Prompt:
In the entries below, filter for the word "Ordering" and copy every matching line.
+++
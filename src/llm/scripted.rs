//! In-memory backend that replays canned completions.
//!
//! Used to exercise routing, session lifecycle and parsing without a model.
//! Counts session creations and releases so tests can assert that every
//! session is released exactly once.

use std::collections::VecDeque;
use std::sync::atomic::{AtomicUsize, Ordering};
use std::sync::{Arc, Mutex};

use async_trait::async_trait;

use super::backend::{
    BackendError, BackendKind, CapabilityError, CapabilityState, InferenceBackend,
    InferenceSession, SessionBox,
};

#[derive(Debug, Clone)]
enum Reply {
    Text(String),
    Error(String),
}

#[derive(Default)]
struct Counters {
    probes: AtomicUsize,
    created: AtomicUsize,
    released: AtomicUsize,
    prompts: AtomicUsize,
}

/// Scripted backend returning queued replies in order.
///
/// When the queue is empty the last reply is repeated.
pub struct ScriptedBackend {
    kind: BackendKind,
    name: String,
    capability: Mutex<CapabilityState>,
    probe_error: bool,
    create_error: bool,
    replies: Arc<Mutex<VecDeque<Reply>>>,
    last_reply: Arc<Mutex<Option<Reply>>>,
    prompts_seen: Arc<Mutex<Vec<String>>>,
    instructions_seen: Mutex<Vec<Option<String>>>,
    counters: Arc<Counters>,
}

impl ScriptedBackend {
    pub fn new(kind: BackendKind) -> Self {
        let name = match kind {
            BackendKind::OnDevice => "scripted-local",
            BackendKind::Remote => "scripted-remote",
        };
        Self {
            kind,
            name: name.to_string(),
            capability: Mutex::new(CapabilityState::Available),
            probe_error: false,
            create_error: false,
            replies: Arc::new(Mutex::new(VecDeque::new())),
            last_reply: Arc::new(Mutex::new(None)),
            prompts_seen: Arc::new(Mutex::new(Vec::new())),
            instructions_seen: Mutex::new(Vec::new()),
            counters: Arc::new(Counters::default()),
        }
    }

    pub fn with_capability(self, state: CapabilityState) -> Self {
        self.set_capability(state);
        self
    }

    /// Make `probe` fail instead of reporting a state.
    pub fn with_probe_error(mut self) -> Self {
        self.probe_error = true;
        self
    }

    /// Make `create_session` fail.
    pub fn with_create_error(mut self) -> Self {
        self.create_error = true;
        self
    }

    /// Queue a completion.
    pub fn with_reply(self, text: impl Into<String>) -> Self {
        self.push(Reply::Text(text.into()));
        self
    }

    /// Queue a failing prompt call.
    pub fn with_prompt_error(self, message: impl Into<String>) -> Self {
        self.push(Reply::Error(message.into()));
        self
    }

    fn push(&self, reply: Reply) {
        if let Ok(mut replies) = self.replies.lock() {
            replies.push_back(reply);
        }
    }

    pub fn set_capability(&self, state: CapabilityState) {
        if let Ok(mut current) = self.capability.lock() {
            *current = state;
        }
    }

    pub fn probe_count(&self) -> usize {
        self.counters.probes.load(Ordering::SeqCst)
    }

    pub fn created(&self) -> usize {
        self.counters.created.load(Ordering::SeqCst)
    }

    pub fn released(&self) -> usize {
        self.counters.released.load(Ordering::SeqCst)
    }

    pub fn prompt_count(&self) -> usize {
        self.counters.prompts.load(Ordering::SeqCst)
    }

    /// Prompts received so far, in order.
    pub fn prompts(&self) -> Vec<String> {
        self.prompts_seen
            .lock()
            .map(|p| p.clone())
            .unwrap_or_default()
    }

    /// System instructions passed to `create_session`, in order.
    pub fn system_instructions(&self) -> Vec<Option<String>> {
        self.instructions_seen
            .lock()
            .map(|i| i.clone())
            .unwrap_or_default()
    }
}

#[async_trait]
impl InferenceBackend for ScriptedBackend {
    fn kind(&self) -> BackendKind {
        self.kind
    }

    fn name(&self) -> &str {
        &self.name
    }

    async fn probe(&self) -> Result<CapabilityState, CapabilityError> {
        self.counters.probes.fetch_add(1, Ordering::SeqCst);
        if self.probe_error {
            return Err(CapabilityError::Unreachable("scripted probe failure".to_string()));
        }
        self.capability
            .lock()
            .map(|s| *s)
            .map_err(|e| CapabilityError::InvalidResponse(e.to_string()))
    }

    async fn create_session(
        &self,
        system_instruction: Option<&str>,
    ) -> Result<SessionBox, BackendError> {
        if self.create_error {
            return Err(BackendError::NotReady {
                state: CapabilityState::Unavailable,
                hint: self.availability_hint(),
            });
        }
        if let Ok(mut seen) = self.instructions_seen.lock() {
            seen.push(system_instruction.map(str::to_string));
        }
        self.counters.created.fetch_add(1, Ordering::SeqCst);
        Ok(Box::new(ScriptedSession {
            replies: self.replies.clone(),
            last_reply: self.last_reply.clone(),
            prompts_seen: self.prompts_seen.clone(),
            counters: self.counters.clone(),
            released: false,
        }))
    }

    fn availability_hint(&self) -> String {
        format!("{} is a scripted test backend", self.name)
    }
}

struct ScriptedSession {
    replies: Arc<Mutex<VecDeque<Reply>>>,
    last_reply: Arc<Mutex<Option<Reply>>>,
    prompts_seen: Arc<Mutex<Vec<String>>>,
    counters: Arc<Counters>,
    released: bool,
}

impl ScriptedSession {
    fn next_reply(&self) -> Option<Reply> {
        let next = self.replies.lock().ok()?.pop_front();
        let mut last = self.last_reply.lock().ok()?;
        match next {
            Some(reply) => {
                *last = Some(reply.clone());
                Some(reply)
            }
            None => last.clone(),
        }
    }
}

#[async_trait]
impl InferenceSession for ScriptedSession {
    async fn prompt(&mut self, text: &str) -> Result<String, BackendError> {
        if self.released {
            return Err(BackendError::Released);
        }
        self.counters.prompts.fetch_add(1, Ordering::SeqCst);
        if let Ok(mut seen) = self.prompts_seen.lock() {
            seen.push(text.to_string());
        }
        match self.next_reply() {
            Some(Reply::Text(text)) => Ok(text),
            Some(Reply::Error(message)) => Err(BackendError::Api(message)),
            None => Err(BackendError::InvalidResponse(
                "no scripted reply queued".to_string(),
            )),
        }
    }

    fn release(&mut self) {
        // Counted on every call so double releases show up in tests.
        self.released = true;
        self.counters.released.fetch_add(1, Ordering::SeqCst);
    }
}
+++
Answer section:
use std::sync::atomic::{AtomicUsize, Ordering};
        self.counters.probes.load(Ordering::SeqCst)
        self.counters.created.load(Ordering::SeqCst)
        self.counters.released.load(Ordering::SeqCst)
        self.counters.prompts.load(Ordering::SeqCst)
        self.counters.probes.fetch_add(1, Ordering::SeqCst);
        self.counters.created.fetch_add(1, Ordering::SeqCst);
        self.counters.prompts.fetch_add(1, Ordering::SeqCst);
        self.counters.released.fetch_add(1, Ordering::SeqCst);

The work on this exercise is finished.